> [Work to be completed] Give back the full data, unchanged and complete.

> [Information supplied]
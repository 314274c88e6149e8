//! Properly signed fixtures for consensus tests.
//!
//! Validator ids start at 1. Keys are derived from fixed seeds, so every
//! fixture is reproducible across runs.

use canopy_types::{
    AggregateSignature, Block, Hash, KeyPair, KeyType, Payload, QuorumCertificate,
    StaticTopology, TimeoutMessage, Topology, ValidatorId, ValidatorInfo, ValidatorSet, View,
    Vote,
};
use std::sync::Arc;

/// A committee of `n` validators with their signing keys.
#[derive(Debug, Clone)]
pub struct TestCommittee {
    keys: Vec<KeyPair>,
    validator_set: ValidatorSet,
}

impl TestCommittee {
    /// A BLS12-381 committee of `n` validators with ids `1..=n`.
    pub fn new(n: u64) -> Self {
        Self::with_key_type(n, KeyType::Bls12381)
    }

    /// An Ed25519 committee of `n` validators with ids `1..=n`.
    pub fn new_ed25519(n: u64) -> Self {
        Self::with_key_type(n, KeyType::Ed25519)
    }

    fn with_key_type(n: u64, key_type: KeyType) -> Self {
        let keys: Vec<KeyPair> = (1..=n)
            .map(|id| {
                let mut seed = [0u8; 32];
                seed[..8].copy_from_slice(&id.to_le_bytes());
                seed[31] = 0xC0;
                KeyPair::from_seed(key_type, &seed).expect("fixed seeds derive keys")
            })
            .collect();
        let validator_set = ValidatorSet::new(
            keys.iter()
                .enumerate()
                .map(|(i, key)| ValidatorInfo::new(ValidatorId(i as u64 + 1), key.public_key()))
                .collect(),
        );
        Self {
            keys,
            validator_set,
        }
    }

    /// Committee size.
    pub fn size(&self) -> usize {
        self.keys.len()
    }

    /// Validator ids in ascending order.
    pub fn ids(&self) -> Vec<ValidatorId> {
        self.validator_set.ids()
    }

    /// The validator set.
    pub fn validator_set(&self) -> &ValidatorSet {
        &self.validator_set
    }

    /// Signing key of validator `id`.
    pub fn key(&self, id: u64) -> &KeyPair {
        &self.keys[(id - 1) as usize]
    }

    /// The committee as seen by validator `id`.
    pub fn topology(&self, id: u64) -> Arc<dyn Topology> {
        StaticTopology::new(ValidatorId(id), self.validator_set.clone()).into_arc()
    }

    /// A signed vote.
    pub fn vote(&self, voter: u64, view: View, block_id: Hash) -> Vote {
        Vote::new(view, block_id, ValidatorId(voter), self.key(voter))
    }

    /// A QC signed by `signers` (ascending ids).
    pub fn qc(&self, view: View, block_id: Hash, signers: &[u64]) -> QuorumCertificate {
        let votes: Vec<Vote> = signers
            .iter()
            .map(|s| self.vote(*s, view, block_id))
            .collect();
        let signatures: Vec<_> = votes.iter().map(|v| v.signature.clone()).collect();
        QuorumCertificate::new(
            view,
            block_id,
            AggregateSignature::aggregate(&signatures).expect("signatures share a key type"),
            signers.iter().map(|s| ValidatorId(*s)).collect(),
            ValidatorId(signers[0]),
        )
    }

    /// A QC for `block` signed by the first quorum of the committee.
    pub fn certify(&self, block: &Block) -> QuorumCertificate {
        let quorum = (self.size() * 2) / 3 + 1;
        let signers: Vec<u64> = (1..=quorum as u64).collect();
        self.qc(block.view, block.id, &signers)
    }

    /// A signed block with an empty payload.
    pub fn block(&self, view: View, qc: QuorumCertificate, proposer: u64) -> Block {
        Block::new(view, qc, Payload::empty(), ValidatorId(proposer), view.0 * 100)
            .signed(self.key(proposer))
    }

    /// A signed timeout.
    pub fn timeout(&self, sender: u64, view: View, high_qc: QuorumCertificate) -> TimeoutMessage {
        TimeoutMessage::new(view, ValidatorId(sender), high_qc, None, self.key(sender))
    }
}

/// An unsigned block for tree-structure tests that bypass verification.
pub fn unsigned_block(view: u64, qc_view: u64, parent: Hash, proposer: u64) -> Block {
    Block::new(
        View(view),
        QuorumCertificate::unsigned(View(qc_view), parent),
        Payload::empty(),
        ValidatorId(proposer),
        view * 100,
    )
}

/// An identifier no block will ever have.
pub fn random_id(label: &str) -> Hash {
    Hash::from_parts(&[b"fixture:", label.as_bytes()])
}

> [Exercise answer]
repository 314274c88e6149e8
//! Properly signed fixtures for consensus tests.
//!
//! Validator ids start at 1. Keys are derived from fixed seeds, so every
//! fixture is reproducible across runs.

use canopy_types::{
    AggregateSignature, Block, Hash, KeyPair, KeyType, Payload, QuorumCertificate,
    StaticTopology, TimeoutMessage, Topology, ValidatorId, ValidatorInfo, ValidatorSet, View,
    Vote,
};
use std::sync::Arc;

/// A committee of `n` validators with their signing keys.
#[derive(Debug, Clone)]
pub struct TestCommittee {
    keys: Vec<KeyPair>,
    validator_set: ValidatorSet,
}

impl TestCommittee {
    /// A BLS12-381 committee of `n` validators with ids `1..=n`.
    pub fn new(n: u64) -> Self {
        Self::with_key_type(n, KeyType::Bls12381)
    }

    /// An Ed25519 committee of `n` validators with ids `1..=n`.
    pub fn new_ed25519(n: u64) -> Self {
        Self::with_key_type(n, KeyType::Ed25519)
    }

    fn with_key_type(n: u64, key_type: KeyType) -> Self {
        let keys: Vec<KeyPair> = (1..=n)
            .map(|id| {
                let mut seed = [0u8; 32];
                seed[..8].copy_from_slice(&id.to_le_bytes());
                seed[31] = 0xC0;
                KeyPair::from_seed(key_type, &seed).expect("fixed seeds derive keys")
            })
            .collect();
        let validator_set = ValidatorSet::new(
            keys.iter()
                .enumerate()
                .map(|(i, key)| ValidatorInfo::new(ValidatorId(i as u64 + 1), key.public_key()))
                .collect(),
        );
        Self {
            keys,
            validator_set,
        }
    }

    /// Committee size.
    pub fn size(&self) -> usize {
        self.keys.len()
    }

    /// Validator ids in ascending order.
    pub fn ids(&self) -> Vec<ValidatorId> {
        self.validator_set.ids()
    }

    /// The validator set.
    pub fn validator_set(&self) -> &ValidatorSet {
        &self.validator_set
    }

    /// Signing key of validator `id`.
    pub fn key(&self, id: u64) -> &KeyPair {
        &self.keys[(id - 1) as usize]
    }

    /// The committee as seen by validator `id`.
    pub fn topology(&self, id: u64) -> Arc<dyn Topology> {
        StaticTopology::new(ValidatorId(id), self.validator_set.clone()).into_arc()
    }

    /// A signed vote.
    pub fn vote(&self, voter: u64, view: View, block_id: Hash) -> Vote {
        Vote::new(view, block_id, ValidatorId(voter), self.key(voter))
    }

    /// A QC signed by `signers` (ascending ids).
    pub fn qc(&self, view: View, block_id: Hash, signers: &[u64]) -> QuorumCertificate {
        let votes: Vec<Vote> = signers
            .iter()
            .map(|s| self.vote(*s, view, block_id))
            .collect();
        let signatures: Vec<_> = votes.iter().map(|v| v.signature.clone()).collect();
        QuorumCertificate::new(
            view,
            block_id,
            AggregateSignature::aggregate(&signatures).expect("signatures share a key type"),
            signers.iter().map(|s| ValidatorId(*s)).collect(),
            ValidatorId(signers[0]),
        )
    }

    /// A QC for `block` signed by the first quorum of the committee.
    pub fn certify(&self, block: &Block) -> QuorumCertificate {
        let quorum = (self.size() * 2) / 3 + 1;
        let signers: Vec<u64> = (1..=quorum as u64).collect();
        self.qc(block.view, block.id, &signers)
    }

    /// A signed block with an empty payload.
    pub fn block(&self, view: View, qc: QuorumCertificate, proposer: u64) -> Block {
        Block::new(view, qc, Payload::empty(), ValidatorId(proposer), view.0 * 100)
            .signed(self.key(proposer))
    }

    /// A signed timeout.
    pub fn timeout(&self, sender: u64, view: View, high_qc: QuorumCertificate) -> TimeoutMessage {
        TimeoutMessage::new(view, ValidatorId(sender), high_qc, None, self.key(sender))
    }
}

/// An unsigned block for tree-structure tests that bypass verification.
pub fn unsigned_block(view: u64, qc_view: u64, parent: Hash, proposer: u64) -> Block {
    Block::new(
        View(view),
        QuorumCertificate::unsigned(View(qc_view), parent),
        Payload::empty(),
        ValidatorId(proposer),
        view * 100,
    )
}

/// An identifier no block will ever have.
pub fn random_id(label: &str) -> Hash {
    Hash::from_parts(&[b"fixture:", label.as_bytes()])
}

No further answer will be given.